[Opening Data to process section]

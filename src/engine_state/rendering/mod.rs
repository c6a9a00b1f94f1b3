//! Rendering side of the voxel engine.
//!
//! This module turns voxel grids into vertex and index data and moves that data
//! across the [`renderer::Renderer`] boundary. It never compiles shaders, binds
//! textures or computes camera matrices; those are set up by whoever owns the
//! render pass.

pub mod meshing;
pub mod renderer;
mod vertex;

// Re-export commonly used types
pub use vertex::Vertex;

[Closing Data to process section]

[Your instructions] Write all the data out again, word for word.

[Solved exercise]
filename src/engine_state/rendering/mod.rs
repository c6a9a00b1f94f1b3
//! Rendering side of the voxel engine.
//!
//! This module turns voxel grids into vertex and index data and moves that data
//! across the [`renderer::Renderer`] boundary. It never compiles shaders, binds
//! textures or computes camera matrices; those are set up by whoever owns the
//! render pass.

pub mod meshing;
pub mod renderer;
mod vertex;

// Re-export commonly used types
pub use vertex::Vertex;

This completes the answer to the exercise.